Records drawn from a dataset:
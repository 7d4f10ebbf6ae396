//! Candidate disambiguation.
//!
//! Given a request and a populated table:
//!
//! 1. Look up the candidates filed under the request's `(file, function)`.
//!    None means no match.
//! 2. A single candidate always matches; the requested identifier and line
//!    are ignored.
//! 3. Otherwise keep the candidates whose identifier equals the requested one.
//! 4. Of those, the one declared closest to the requested line wins. On equal
//!    distance the earliest declared wins.
//!
//! A miss is a normal outcome, not an error.

use crate::record::TemplateRecord;
use crate::request::LookupRequest;
use crate::table::RegistryTable;

/// Picks the template `request` refers to, if any.
pub fn resolve<'t>(table: &'t RegistryTable, request: &LookupRequest<'_>) -> Option<&'t TemplateRecord> {
	match table.candidates(request.file(), request.function()) {
		[] => None,
		[only] => Some(only),
		candidates => closest_match(candidates, request.identifier(), request.line()),
	}
}

/// `min_by_key` returns the first of several equal minima, which makes
/// declaration order the tie-break.
fn closest_match<'t>(candidates: &'t [TemplateRecord], identifier: &str, line: u32) -> Option<&'t TemplateRecord> {
	candidates
		.iter()
		.filter(|record| record.identifier() == identifier)
		.min_by_key(|record| record.distance(line))
}
//! Registry configuration.
//!
//! Selects the population strategy from a TOML document:
//!
//! ```toml
//! [population]
//! strategy = "precomputed"     # or "scan" (default)
//! blob = "templates.bin"       # relative to the config file
//! modules = ["my_app"]         # scan filter, empty keeps everything
//! parallel_threshold = 64
//! ```

use std::path::{Path, PathBuf};

use serde::Deserialize;

use crate::error::ConfigurationError;
use crate::populate::Populate;
use crate::populate::precomputed::PrecomputedUnit;
use crate::populate::scan::{DEFAULT_PARALLEL_THRESHOLD, ScanUnit};

#[derive(Debug, Clone, Default, PartialEq, Eq, Deserialize)]
#[serde(default, deny_unknown_fields)]
pub struct RegistryConfig {
	pub population: PopulationConfig,
}

#[derive(Debug, Clone, PartialEq, Eq, Deserialize)]
#[serde(default, deny_unknown_fields)]
pub struct PopulationConfig {
	pub strategy: Strategy,
	/// Precomputed blob location.
	pub blob: Option<PathBuf>,
	/// Module paths the scan is restricted to.
	pub modules: Vec<String>,
	pub parallel_threshold: usize,
}

impl Default for PopulationConfig {
	fn default() -> Self {
		Self {
			strategy: Strategy::default(),
			blob: None,
			modules: Vec::new(),
			parallel_threshold: DEFAULT_PARALLEL_THRESHOLD,
		}
	}
}

#[derive(Debug, Clone, Copy, Default, PartialEq, Eq, Deserialize)]
#[serde(rename_all = "lowercase")]
pub enum Strategy {
	#[default]
	Scan,
	Precomputed,
}

impl RegistryConfig {
	pub fn from_toml_str(content: &str) -> Result<Self, ConfigurationError> {
		Ok(toml::from_str(content)?)
	}

	/// Loads `path`, falling back to defaults when the file does not exist.
	///
	/// A relative `blob` path is resolved against the file's directory.
	pub fn load(path: &Path) -> Result<Self, ConfigurationError> {
		let content = match std::fs::read_to_string(path) {
			Ok(content) => content,
			Err(e) if e.kind() == std::io::ErrorKind::NotFound => {
				tracing::debug!(path = %path.display(), "no registry config, using defaults");
				return Ok(Self::default());
			}
			Err(source) => {
				return Err(ConfigurationError::Io {
					path: path.to_path_buf(),
					source,
				});
			}
		};

		let mut config = Self::from_toml_str(&content)?;
		if let (Some(blob), Some(dir)) = (config.population.blob.as_mut(), path.parent())
			&& blob.is_relative()
		{
			*blob = dir.join(&*blob);
		}
		Ok(config)
	}

	/// Builds the population unit this configuration describes.
	pub fn unit(&self) -> Result<Box<dyn Populate>, ConfigurationError> {
		let population = &self.population;
		match population.strategy {
			Strategy::Scan => Ok(Box::new(
				ScanUnit::linked()
					.only_modules(population.modules.iter().cloned())
					.parallel_threshold(population.parallel_threshold),
			)),
			Strategy::Precomputed => {
				let blob = population.blob.as_ref().ok_or(ConfigurationError::MissingBlobPath)?;
				Ok(Box::new(PrecomputedUnit::from_file(blob)))
			}
		}
	}
}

> **WORK INSTRUCTION**:
Output the lines above exactly, but only those between the line holding "use crate::error::ConfigurationError;" and the line holding "impl Default for", inclusive.

> **TASK RESULT**:
use crate::error::ConfigurationError;
use crate::populate::Populate;
use crate::populate::precomputed::PrecomputedUnit;
use crate::populate::scan::{DEFAULT_PARALLEL_THRESHOLD, ScanUnit};

#[derive(Debug, Clone, Default, PartialEq, Eq, Deserialize)]
#[serde(default, deny_unknown_fields)]
pub struct RegistryConfig {
	pub population: PopulationConfig,
}

#[derive(Debug, Clone, PartialEq, Eq, Deserialize)]
#[serde(default, deny_unknown_fields)]
pub struct PopulationConfig {
	pub strategy: Strategy,
	/// Precomputed blob location.
	pub blob: Option<PathBuf>,
	/// Module paths the scan is restricted to.
	pub modules: Vec<String>,
	pub parallel_threshold: usize,
}

impl Default for PopulationConfig {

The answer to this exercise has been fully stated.